Made here: The Papers, BBC Scotland

THEĀ Papers is an in-depth look life in a newsroom shared by three Scottish newspapers: The Herald, The National and the Evening Times.

It was filmed over six months, from September 2018 until 29th March 2019 – the day Britain should have left the EU.

It is a co-production between new indie, Indelible Telly, and TVI Vision, and will be broadcast on Wednesdays 18 and 25 September at 9pm on BBC1 Scotland.

Here, series producer / director, Sarah Howitt, answers the questions…

Who commissioned the documentary?

The film was commissioned by David Harron who was also the executive producer for BBC Scotland.

I began filming before we properly pitched to the BBC – the news that the Sunday Herald was to close and be replaced by two new Sunday titles provided an unexpected momentum.

I knew it meant the film would have a beginning if we ever got the ‘green light’, so it was agreed I could film the process of making those first Sunday editions in the hope that we would get the go ahead and return.

I had spoken to my colleague, Maurice Smith (at TVI Vision), about it, as he is a former print journalist.

He got us a meeting with the editor-in-chief, Donald Martin, who was open to the idea. On the Monday after the new Sundays launched, we pitched and got the approval.

Explain the thinking behind the production’s look and feel

It’s an observational documentary, and I shot most of it myself, so there is nobody but myself to blame for any dodgy shots.

We used prime lenses for our key interviews, and, when I was feeling brave and had remembered my newly-acquired reading glasses, I used a 50mm photographic prime for some of the scenes in the office, to try to make the observational sequences a bit more intimate and less dull.

Who are the key personnel and how were they recruited?

All the people who worked on the films are people I’ve worked with before.

Essentially, there were two of us at the core of the filming process: me and my trusted colleague and friend, Laura Kingwell.

Laura acted as my right hand / left brain throughout the entirety of the filming process. We both shoot, and, for the most part, I filmed and she did sound, but that was also interchangeable, so we did swap from time to time.

She also acted as second unit, and took the lead when I was away. In six months, we both needed a few days off.
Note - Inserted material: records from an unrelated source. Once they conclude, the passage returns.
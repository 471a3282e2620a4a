//! Alerts-feed HTTP client.

use std::collections::{HashMap, HashSet};
use std::sync::Mutex;

use reqwest::{header, Client, StatusCode};
use serde::de::DeserializeOwned;
use tracing::debug;

use crate::config::NwsConfig;
use crate::error::FeedError;
use crate::models::{AlertCollection, ZoneDocument};

/// Feed filter applied to the first page of a pagination walk; later pages
/// carry their own cursor in the `next` URL.
const FIRST_PAGE_QUERY: &[(&str, &str)] = &[("region_type", "land"), ("message_type", "alert")];

const ACCEPT_GEOJSON: &str = "application/geo+json,application/json;q=0.9";

/// Conditional-cache validators from a prior response of one URL.
#[derive(Debug, Clone, Default)]
pub struct CacheTokens {
    pub etag: Option<String>,
    pub last_modified: Option<String>,
}

/// Client for the active-alerts feed and forecast-zone resources.
///
/// Remembers conditional-cache validators per URL, so repeat fetches of the
/// same resource turn into cheap not-modified answers.
pub struct NwsClient {
    http: Client,
    config: NwsConfig,
    cache: Mutex<HashMap<String, CacheTokens>>,
}

impl NwsClient {
    /// Build a client for the given configuration.
    pub fn new(config: NwsConfig) -> Result<Self, FeedError> {
        let mut headers = header::HeaderMap::new();
        headers.insert(header::ACCEPT, header::HeaderValue::from_static(ACCEPT_GEOJSON));

        let http = Client::builder()
            .user_agent(config.user_agent.clone())
            .default_headers(headers)
            .timeout(config.timeout)
            .build()?;

        Ok(Self {
            http,
            config,
            cache: Mutex::new(HashMap::new()),
        })
    }

    /// Get the configuration.
    pub fn config(&self) -> &NwsConfig {
        &self.config
    }

    /// Start a pagination walk over the active-alerts feed.
    pub fn walk_pages(&self) -> PageWalker<'_> {
        PageWalker {
            client: self,
            next_url: Some(self.config.alerts_url.clone()),
            visited: HashSet::new(),
            index: 0,
        }
    }

    /// Fetch one forecast-zone resource.
    ///
    /// Always unconditional: zone boundaries are needed in full whenever an
    /// alert references them, never cached across polls.
    pub async fn fetch_zone(&self, url: &str) -> Result<ZoneDocument, FeedError> {
        let response = self.http.get(url).send().await?;
        if !response.status().is_success() {
            return Err(FeedError::Status {
                status: response.status(),
                url: url.to_string(),
            });
        }
        Ok(response.json::<ZoneDocument>().await?)
    }

    /// Conditional GET of a JSON document.
    ///
    /// Attaches `If-None-Match`/`If-Modified-Since` from the last successful
    /// response of this exact URL. A not-modified answer returns `Ok(None)`
    /// and leaves the stored validators untouched; a success stores the fresh
    /// validators; any other status is a `FeedError::Status`.
    pub(crate) async fn fetch_conditional<T: DeserializeOwned>(
        &self,
        url: &str,
        query: Option<&[(&str, &str)]>,
    ) -> Result<Option<T>, FeedError> {
        let tokens = self.cached_tokens(url);

        let mut request = self.http.get(url);
        if let Some(query) = query {
            request = request.query(query);
        }
        if let Some(etag) = &tokens.etag {
            request = request.header(header::IF_NONE_MATCH, etag.as_str());
        }
        if let Some(last_modified) = &tokens.last_modified {
            request = request.header(header::IF_MODIFIED_SINCE, last_modified.as_str());
        }

        let response = request.send().await?;
        if response.status() == StatusCode::NOT_MODIFIED {
            debug!(url, "feed resource unchanged");
            return Ok(None);
        }
        if !response.status().is_success() {
            return Err(FeedError::Status {
                status: response.status(),
                url: url.to_string(),
            });
        }

        self.store_tokens(url, &response);
        Ok(Some(response.json::<T>().await?))
    }

    fn cached_tokens(&self, url: &str) -> CacheTokens {
        self.cache
            .lock()
            .ok()
            .and_then(|cache| cache.get(url).cloned())
            .unwrap_or_default()
    }

    fn store_tokens(&self, url: &str, response: &reqwest::Response) {
        let header_value = |name: header::HeaderName| {
            response
                .headers()
                .get(name)
                .and_then(|v| v.to_str().ok())
                .map(str::to_owned)
        };
        let tokens = CacheTokens {
            etag: header_value(header::ETAG),
            last_modified: header_value(header::LAST_MODIFIED),
        };
        if let Ok(mut cache) = self.cache.lock() {
            cache.insert(url.to_string(), tokens);
        }
    }
}

impl std::fmt::Debug for NwsClient {
    fn fmt(&self, f: &mut std::fmt::Formatter<'_>) -> std::fmt::Result {
        f.debug_struct("NwsClient")
            .field("config", &self.config)
            .finish()
    }
}

/// One yielded feed page.
#[derive(Debug)]
pub struct AlertPage {
    /// Zero-based page index within this walk.
    pub index: usize,
    /// The URL this page was fetched from.
    pub url: String,
    pub collection: AlertCollection,
}

/// Follows `pagination.next` references until the feed runs out.
///
/// Breaks cycles by never re-fetching a URL already visited in the same walk,
/// and stops cleanly on a not-modified answer.
pub struct PageWalker<'a> {
    client: &'a NwsClient,
    next_url: Option<String>,
    visited: HashSet<String>,
    index: usize,
}

impl PageWalker<'_> {
    /// Fetch the next page, or `None` when the walk is over.
    pub async fn next_page(&mut self) -> Result<Option<AlertPage>, FeedError> {
        let url = match self.next_url.take() {
            Some(url) => url,
            None => return Ok(None),
        };
        if !self.visited.insert(url.clone()) {
            debug!(url, "pagination cycle detected; stopping walk");
            return Ok(None);
        }

        let query = if self.index == 0 {
            Some(FIRST_PAGE_QUERY)
        } else {
            None
        };
        let collection: Option<AlertCollection> = self.client.fetch_conditional(&url, query).await?;
        let Some(collection) = collection else {
            return Ok(None);
        };

        if let Some(next) = collection
            .pagination
            .as_ref()
            .and_then(|p| p.next.as_deref())
        {
            self.next_url = Some(resolve_next(&url, next)?);
        }

        let page = AlertPage {
            index: self.index,
            url,
            collection,
        };
        self.index += 1;
        Ok(Some(page))
    }
}

/// Resolve a `next` reference against the page it came from.
fn resolve_next(base: &str, next: &str) -> Result<String, FeedError> {
    let base_url = reqwest::Url::parse(base).map_err(|e| FeedError::InvalidUrl {
        url: base.to_string(),
        reason: e.to_string(),
    })?;
    let joined = base_url.join(next).map_err(|e| FeedError::InvalidUrl {
        url: next.to_string(),
        reason: e.to_string(),
    })?;
    Ok(joined.to_string())
}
We use a hippy chick to help take the weight off our backs, a secret weapon amongst (mostly female) shooters.

If the resulting films are any good, it’s down to the skills of my friend, Jude Suggett, who is quite simply a fantastic editor, and my executive producers, Maurice Smith and Colin Cameron, kept me on my toes as they have many times before.

What kit and software?

We filmed on a Canon C300 with a wireless boom – crucial to being able to cover conversations across the newsroom.

We were cabled for the first few weeks and it was a nightmare and using radio mics for the observational stuff is rarely practical, although we obviously did when we were following the work of a key contributor. We used Canon Cine prime lenses for our key interviews.

Editing was done on Avid. We did our final post-production at Arteus where the fantastic colourist, Ian Ballantyne, and dubbing mixer extraordinaire, John Cobban, worked their magic using Baselight and pro tools respectively.

What were the main production challenges?

In any documentary where access to a workplace is involved, the challenge is always going to be maintaining that access through dialogue.

All the previews have talked about how the access being unfailingly honest, and that is testament to the openness of those being filmed.

The other major challenges were the hours journalists work and the unpredictability of the Brexit story.

We were aiming to be in the newsroom when tensions were high and deadlines loomed – at times when things were exciting, in other words.

Sometimes that involved picking my son up from nursery, going home, and just as I settled down to eat my dinner, having to leap up and go back to the newsroom. We kept our camera in a cupboard there, so that we were constantly ‘ready’.

What did you most learn and enjoy from the experience?

That journalists work incredibly hard and have a crucial role in our social fabric. Also, to think about the working hours of the workplace you propose to observe in future.